■ Task details ■
Copy every entry below, exactly and in full.

■ Given data ■
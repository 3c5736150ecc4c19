//! Utility of consumption and its discounted sum
//!
//! Per-capita consumption is valued with a constant elasticity of marginal utility
//! $\eta$. The net present value accumulates population-weighted utility, discounted
//! with the pure rate of time preference.

use crate::standard_variables::{
    SCALAR_DT, VAR_CONSUMPTION, VAR_NPV, VAR_POPULATION, VAR_UTILITY, VAR_WELFARE,
};
use mimosa_core::equation::{Equation, EquationSet};
use mimosa_core::index::Dimension;
use mimosa_core::state::VariableDeclaration;
use mimosa_core::variable::FloatValue;
use serde::{Deserialize, Serialize};

#[derive(Debug, Clone, PartialEq, Serialize, Deserialize)]
#[serde(default)]
pub struct WelfareParameters {
    /// Elasticity of marginal utility of consumption
    pub elasmu: FloatValue,
    /// Pure rate of time preference
    /// unit: 1 / yr
    pub prtp: FloatValue,
}

impl Default for WelfareParameters {
    fn default() -> Self {
        Self {
            elasmu: 1.45,
            prtp: 0.015,
        }
    }
}

#[derive(Debug, Clone)]
pub struct Welfare {
    parameters: WelfareParameters,
}

impl Welfare {
    pub fn from_parameters(parameters: WelfareParameters) -> Self {
        Self { parameters }
    }

    /// Utility of per-capita consumption (thousand USD per person)
    pub fn calculate_utility(&self, consumption_per_capita: FloatValue) -> FloatValue {
        let elasmu = self.parameters.elasmu;
        if elasmu == 1.0 {
            consumption_per_capita.ln()
        } else {
            (consumption_per_capita.powf(1.0 - elasmu) - 1.0) / (1.0 - elasmu)
        }
    }

    /// Discount factor `years` after the first timestep
    pub fn calculate_discount_factor(&self, years: FloatValue) -> FloatValue {
        (-self.parameters.prtp * years).exp()
    }
}

impl EquationSet for Welfare {
    fn declarations(&self) -> Vec<VariableDeclaration> {
        vec![
            VAR_UTILITY.variable(&[Dimension::Time, Dimension::Region]),
            VAR_WELFARE.variable(&[Dimension::Time]),
            VAR_NPV.variable(&[Dimension::Time]),
        ]
    }

    fn equations(&self) -> Vec<Equation> {
        let utility = self.clone();
        let discount = self.clone();
        vec![
            Equation::regional(VAR_UTILITY.name, move |s, t, r| {
                let population = s.regional(VAR_POPULATION.name, t, r)?;
                // trillion USD per million people to thousand USD per person
                let per_capita = s.regional(VAR_CONSUMPTION.name, t, r)? / population.clone() * 1e3;
                Ok(population * per_capita.map(|c| utility.calculate_utility(c)))
            }),
            Equation::global(VAR_WELFARE.name, |s, t| {
                s.sum_regions(VAR_UTILITY.name, t)
            }),
            Equation::global(VAR_NPV.name, move |s, t| {
                let dt = s.scalar(SCALAR_DT)?;
                let previous = if t == 0 { 0.0 } else { s.global(VAR_NPV.name, t - 1)? };
                let factor = discount.calculate_discount_factor(dt * t as FloatValue);
                Ok(previous + dt * factor * s.global(VAR_WELFARE.name, t)?)
            }),
        ]
    }
}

■ Task solution ■
repository 3c5736150ecc4c19
//! Utility of consumption and its discounted sum
//!
//! Per-capita consumption is valued with a constant elasticity of marginal utility
//! $\eta$. The net present value accumulates population-weighted utility, discounted
//! with the pure rate of time preference.

use crate::standard_variables::{
    SCALAR_DT, VAR_CONSUMPTION, VAR_NPV, VAR_POPULATION, VAR_UTILITY, VAR_WELFARE,
};
use mimosa_core::equation::{Equation, EquationSet};
use mimosa_core::index::Dimension;
use mimosa_core::state::VariableDeclaration;
use mimosa_core::variable::FloatValue;
use serde::{Deserialize, Serialize};

#[derive(Debug, Clone, PartialEq, Serialize, Deserialize)]
#[serde(default)]
pub struct WelfareParameters {
    /// Elasticity of marginal utility of consumption
    pub elasmu: FloatValue,
    /// Pure rate of time preference
    /// unit: 1 / yr
    pub prtp: FloatValue,
}

impl Default for WelfareParameters {
    fn default() -> Self {
        Self {
            elasmu: 1.45,
            prtp: 0.015,
        }
    }
}

#[derive(Debug, Clone)]
pub struct Welfare {
    parameters: WelfareParameters,
}

impl Welfare {
    pub fn from_parameters(parameters: WelfareParameters) -> Self {
        Self { parameters }
    }

    /// Utility of per-capita consumption (thousand USD per person)
    pub fn calculate_utility(&self, consumption_per_capita: FloatValue) -> FloatValue {
        let elasmu = self.parameters.elasmu;
        if elasmu == 1.0 {
            consumption_per_capita.ln()
        } else {
            (consumption_per_capita.powf(1.0 - elasmu) - 1.0) / (1.0 - elasmu)
        }
    }

    /// Discount factor `years` after the first timestep
    pub fn calculate_discount_factor(&self, years: FloatValue) -> FloatValue {
        (-self.parameters.prtp * years).exp()
    }
}

impl EquationSet for Welfare {
    fn declarations(&self) -> Vec<VariableDeclaration> {
        vec![
            VAR_UTILITY.variable(&[Dimension::Time, Dimension::Region]),
            VAR_WELFARE.variable(&[Dimension::Time]),
            VAR_NPV.variable(&[Dimension::Time]),
        ]
    }

    fn equations(&self) -> Vec<Equation> {
        let utility = self.clone();
        let discount = self.clone();
        vec![
            Equation::regional(VAR_UTILITY.name, move |s, t, r| {
                let population = s.regional(VAR_POPULATION.name, t, r)?;
                // trillion USD per million people to thousand USD per person
                let per_capita = s.regional(VAR_CONSUMPTION.name, t, r)? / population.clone() * 1e3;
                Ok(population * per_capita.map(|c| utility.calculate_utility(c)))
            }),
            Equation::global(VAR_WELFARE.name, |s, t| {
                s.sum_regions(VAR_UTILITY.name, t)
            }),
            Equation::global(VAR_NPV.name, move |s, t| {
                let dt = s.scalar(SCALAR_DT)?;
                let previous = if t == 0 { 0.0 } else { s.global(VAR_NPV.name, t - 1)? };
                let factor = discount.calculate_discount_factor(dt * t as FloatValue);
                Ok(previous + dt * factor * s.global(VAR_WELFARE.name, t)?)
            }),
        ]
    }
}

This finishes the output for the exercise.